I added a brief elaboration in brackets after the bullet point. Hope this helps in clarification of the discussion point.

Best,

Urs

Profile picture for user rbenjamins
Submitted by Richard Benjamins on Thu, 22/11/2018 - 16:45

- explainability & traceability of decisions 

Not every domain is the same. For domains that impact people's lives, explainability and traceability are essential when systems take autonomous decisions (health, loans, admittance to education, etc). But for domains like video recommendation or publicity, it is less relevant.

In case the system is not autonomous but "only" supports a person, this is less important since the person has full accountability. 

- Why should consciousness be a red line? It is very closely related to AGI. I think it is better to understand it and prepare for it than to forbid it. It will anyway not happen in the foreseeable future .... It took evolution XM years (though that was random). 

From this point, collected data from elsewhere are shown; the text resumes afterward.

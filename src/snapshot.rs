//! Point-in-time correlation of sockets to processes
//!
//! A [`Snapshot`] holds three tables built together by [`SnapshotLoader::load`]:
//!
//! - `locals`: local socket → first owner and number of connections using it
//! - `remotes`: remote socket → first owner and number of connections using it
//! - `connections`: `(local?, remote?)` → owner, one entry per connection
//!
//! Every table iterates in insertion order. Every present side of a
//! connection is a key of `locals` / `remotes`; [`Snapshot::filter_by_regex`]
//! keeps that true while it prunes.

use crate::connections::{ConnectionLister, ProcNetConnectionLister};
use crate::error::Result;
use crate::interface::{InterfaceResolver, RouteInterfaceResolver};
use crate::process::{NameDeriver, ProcFsProcessLister, ProcessLister, ProcessTable};
use crate::resolve::{NameResolver, ResolutionCache, SystemResolver};
use crate::socket::{LocalSocket, ProcessOwner, Protocol, RemoteSocket, Socket};
use regex::Regex;
use std::collections::{HashMap, HashSet};
use std::hash::Hash;
use std::sync::Arc;
use std::time::Instant;

/// Hash map remembering insertion order
#[derive(Debug, Clone, PartialEq)]
struct OrderedMap<K: Eq + Hash, V> {
    entries: HashMap<K, (u64, V)>,
    next_seq: u64,
}

impl<K: Eq + Hash, V> Default for OrderedMap<K, V> {
    fn default() -> Self {
        Self {
            entries: HashMap::new(),
            next_seq: 0,
        }
    }
}

impl<K: Eq + Hash, V> OrderedMap<K, V> {
    /// Insert unless the key is present; returns the stored value
    fn get_or_insert_with(&mut self, key: K, value: impl FnOnce() -> V) -> &mut V {
        let seq = &mut self.next_seq;
        &mut self
            .entries
            .entry(key)
            .or_insert_with(|| {
                let entry = (*seq, value());
                *seq += 1;
                entry
            })
            .1
    }

    fn contains_key(&self, key: &K) -> bool {
        self.entries.contains_key(key)
    }

    fn get(&self, key: &K) -> Option<&V> {
        self.entries.get(key).map(|(_, v)| v)
    }

    fn get_mut(&mut self, key: &K) -> Option<&mut V> {
        self.entries.get_mut(key).map(|(_, v)| v)
    }

    fn remove(&mut self, key: &K) -> Option<V> {
        self.entries.remove(key).map(|(_, v)| v)
    }

    fn len(&self) -> usize {
        self.entries.len()
    }

    fn iter(&self) -> impl Iterator<Item = (&K, &V)> {
        let mut ordered: Vec<_> = self.entries.iter().collect();
        ordered.sort_by_key(|(_, (seq, _))| *seq);
        ordered.into_iter().map(|(k, (_, v))| (k, v))
    }
}

/// Owner and use count of a socket
#[derive(Debug, Clone, PartialEq, Eq)]
pub struct SocketUse {
    /// Owner of the first connection seen on the socket
    pub owner: ProcessOwner,
    /// Connections currently using the socket
    pub count: usize,
}

/// Key of the connection table
pub type ConnectionKey = (Option<LocalSocket>, Option<RemoteSocket>);

#[derive(Debug, Clone, Default)]
pub struct Snapshot {
    locals: OrderedMap<LocalSocket, SocketUse>,
    remotes: OrderedMap<RemoteSocket, SocketUse>,
    connections: OrderedMap<ConnectionKey, ProcessOwner>,
    cache: ResolutionCache,
}

impl PartialEq for Snapshot {
    fn eq(&self, other: &Self) -> bool {
        self.locals == other.locals
            && self.remotes == other.remotes
            && self.connections == other.connections
    }
}

impl Snapshot {
    pub fn new() -> Self {
        Self::default()
    }

    /// Record one connection
    ///
    /// A connection already present keeps its first owner and is not counted
    /// twice. Returns whether the connection was new.
    pub fn insert(
        &mut self,
        local: Option<LocalSocket>,
        remote: Option<RemoteSocket>,
        owner: ProcessOwner,
    ) -> bool {
        if local.is_none() && remote.is_none() {
            return false;
        }

        let key = (local, remote);
        if self.connections.contains_key(&key) {
            log::trace!("duplicate connection for {}", owner.process_name);
            return false;
        }

        if let Some(local) = &key.0 {
            let local_owner = ProcessOwner::new(owner.process_name.clone());
            self.locals
                .get_or_insert_with(local.clone(), || SocketUse {
                    owner: local_owner,
                    count: 0,
                })
                .count += 1;
        }
        if let Some(remote) = &key.1 {
            self.remotes
                .get_or_insert_with(remote.clone(), || SocketUse {
                    owner: owner.clone(),
                    count: 0,
                })
                .count += 1;
        }
        self.connections.get_or_insert_with(key, || owner);
        true
    }

    /// Local sockets in first-seen order
    pub fn locals(&self) -> impl Iterator<Item = (&LocalSocket, &SocketUse)> {
        self.locals.iter()
    }

    /// Remote sockets in first-seen order
    pub fn remotes(&self) -> impl Iterator<Item = (&RemoteSocket, &SocketUse)> {
        self.remotes.iter()
    }

    /// Connections in insertion order
    pub fn connections(&self) -> impl Iterator<Item = (&ConnectionKey, &ProcessOwner)> {
        self.connections.iter()
    }

    pub fn local(&self, socket: &LocalSocket) -> Option<&SocketUse> {
        self.locals.get(socket)
    }

    pub fn remote(&self, socket: &RemoteSocket) -> Option<&SocketUse> {
        self.remotes.get(socket)
    }

    pub fn local_count(&self) -> usize {
        self.locals.len()
    }

    pub fn remote_count(&self) -> usize {
        self.remotes.len()
    }

    pub fn connection_count(&self) -> usize {
        self.connections.len()
    }

    pub fn is_empty(&self) -> bool {
        self.connections.len() == 0
    }

    /// Resolution cache owned by this snapshot
    pub fn cache(&self) -> &ResolutionCache {
        &self.cache
    }

    /// Whether every present side of every connection is in `locals` / `remotes`
    pub fn is_consistent(&self) -> bool {
        self.connections.iter().all(|((local, remote), _)| {
            local.as_ref().map_or(true, |l| self.locals.contains_key(l))
                && remote.as_ref().map_or(true, |r| self.remotes.contains_key(r))
        })
    }

    /// Drop every connection whose text does not match `pattern`
    ///
    /// The matched text is the process name, the interface name and both
    /// sockets. Removing a connection releases its sockets, which are removed
    /// once no connection uses them. This cannot be undone; load a new
    /// snapshot to see everything again. Returns the number of connections
    /// removed.
    pub fn filter_by_regex(&mut self, pattern: &Regex) -> usize {
        let rejected: Vec<ConnectionKey> = self
            .connections
            .iter()
            .filter(|(key, owner)| !pattern.is_match(&filter_line(key, owner)))
            .map(|(key, _)| key.clone())
            .collect();

        for key in &rejected {
            self.connections.remove(key);
            if let Some(local) = &key.0 {
                release(&mut self.locals, local);
            }
            if let Some(remote) = &key.1 {
                release(&mut self.remotes, remote);
            }
        }

        if !rejected.is_empty() {
            self.reassign_owners();
            log::debug!(
                "filter '{}' removed {} connections",
                pattern.as_str(),
                rejected.len()
            );
        }
        rejected.len()
    }

    /// Give each socket the owner of the first remaining connection using it
    fn reassign_owners(&mut self) {
        let mut seen_locals = HashSet::new();
        let mut seen_remotes = HashSet::new();
        for ((local, remote), owner) in self.connections.iter() {
            if let Some(local) = local {
                if seen_locals.insert(local) {
                    if let Some(used) = self.locals.get_mut(local) {
                        used.owner = ProcessOwner::new(owner.process_name.clone());
                    }
                }
            }
            if let Some(remote) = remote {
                if seen_remotes.insert(remote) {
                    if let Some(used) = self.remotes.get_mut(remote) {
                        used.owner = owner.clone();
                    }
                }
            }
        }
    }
}

fn release<K: Eq + Hash>(table: &mut OrderedMap<K, SocketUse>, key: &K) {
    let drained = match table.get_mut(key) {
        Some(used) => {
            used.count = used.count.saturating_sub(1);
            used.count == 0
        }
        None => false,
    };
    if drained {
        table.remove(key);
    }
}

fn filter_line((local, remote): &ConnectionKey, owner: &ProcessOwner) -> String {
    let mut line = owner.process_name.clone();
    for part in [
        owner.interface_name.clone(),
        local.as_ref().map(|s| s.to_string()),
        remote.as_ref().map(|s| s.to_string()),
    ]
    .into_iter()
    .flatten()
    {
        line.push(' ');
        line.push_str(&part);
    }
    line
}

/// Builds snapshots from the OS collaborators
pub struct SnapshotLoader {
    processes: Arc<dyn ProcessLister>,
    connections: Arc<dyn ConnectionLister>,
    names: Arc<dyn NameResolver>,
    interfaces: Arc<dyn InterfaceResolver>,
    deriver: NameDeriver,
}

impl SnapshotLoader {
    pub fn new(
        processes: Arc<dyn ProcessLister>,
        connections: Arc<dyn ConnectionLister>,
        names: Arc<dyn NameResolver>,
        interfaces: Arc<dyn InterfaceResolver>,
    ) -> Self {
        Self {
            processes,
            connections,
            names,
            interfaces,
            deriver: NameDeriver::default(),
        }
    }

    /// Loader backed by procfs, the system resolver and `ip route`
    pub fn system(config: &crate::config::Config) -> Self {
        Self::new(
            Arc::new(ProcFsProcessLister::new()),
            Arc::new(ProcNetConnectionLister::new()),
            Arc::new(SystemResolver),
            Arc::new(RouteInterfaceResolver::new()),
        )
        .with_deriver(NameDeriver::from_config(&config.process))
    }

    pub fn with_deriver(mut self, deriver: NameDeriver) -> Self {
        self.deriver = deriver;
        self
    }

    /// Build a fresh snapshot of the current sockets
    ///
    /// Blocks for as long as the name and route lookups take.
    pub fn load(&self) -> Result<Snapshot> {
        let started = Instant::now();
        let table = ProcessTable::new(&self.processes.list()?, &self.deriver);
        let records = self.connections.list_many(&Protocol::ALL)?;

        let mut snapshot = Snapshot::new();
        for record in records {
            if record.state.is_closing() {
                continue;
            }

            let name = table.lookup(record.pid).display_name().to_string();

            let local = record.local.map(|addr| {
                let mut socket = Socket::new(addr.ip(), addr.port(), record.protocol);
                snapshot.cache.resolve(self.names.as_ref(), &mut socket);
                LocalSocket(socket)
            });

            let mut interface = None;
            let remote = record.remote.map(|addr| {
                let mut socket = Socket::new(addr.ip(), addr.port(), record.protocol);
                snapshot.cache.resolve(self.names.as_ref(), &mut socket);
                interface = self.interfaces.device_for(addr.ip());
                RemoteSocket(socket)
            });

            snapshot.insert(local, remote, ProcessOwner::new(name).with_interface(interface));
        }

        log::debug!(
            "loaded {} connections ({} local, {} remote) in {:?}",
            snapshot.connection_count(),
            snapshot.local_count(),
            snapshot.remote_count(),
            started.elapsed()
        );
        Ok(snapshot)
    }
}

- large-scale identification of individuals. This is already planned for the Olympic games in 2020. It is not the technology development that should be forbidden, but how it is applied (like LAWS). 

I would make the list crisper and clearly indicate whether the red line is the development of the technology or the application, and formulate all items in the same manner (to avoid)

Kind regards

-- Richard

Profile picture for user nvasilla
Submitted by Laurentiu VASILIU on Fri, 23/11/2018 - 13:37

Hi all,

Except of the one commented below, I agree with the other red lines:

# explainability & traceability of decisions systems:

- decision systems that provide non-replicable outcomes (and historic input data stays unchanged) are unstable by definition so they should be avoided, AI or not!

- 'when should non-explainable (to laymen) systems be disallowed' Ok here I disagree: the fact that a system cannot be understood by non-specialists, this should not block its usage or implementation in any way. Otherwise no-one would use today mobile phones because they don't understand how Fourier series apply to electronics.

# artificial consciousness

Here I agree with Richard Benjamins: while we are far from it, artificial consciousness should not be a red line. Without it we may never pass some science/computing/robotics barriers due to our human biological brain limitations. We should rather perpare for it and have the right legislative set-up when the time comes.

@Richard - that time may not be so far, read this paper from MIT, 2014 by Max Tegmark: https://arxiv.org/abs/1401.1219

# artificial general intelligence (AGI) that recurrently self-improves

Well self improvement may be the only way of fast progress and it will depend of what do we use self-improvement functions for: why should we forbit for example AI applied to oncology to self-improve? Or to mathematical research?

Limits should be on the purpose, and not on the capabilities...

Profile picture for user njastrno
Submitted by Norbert JASTROCH on Fri, 23/11/2018 - 21:26

Dear all,

I wonder what the term 'artificial consciousness' stands for in this conversation.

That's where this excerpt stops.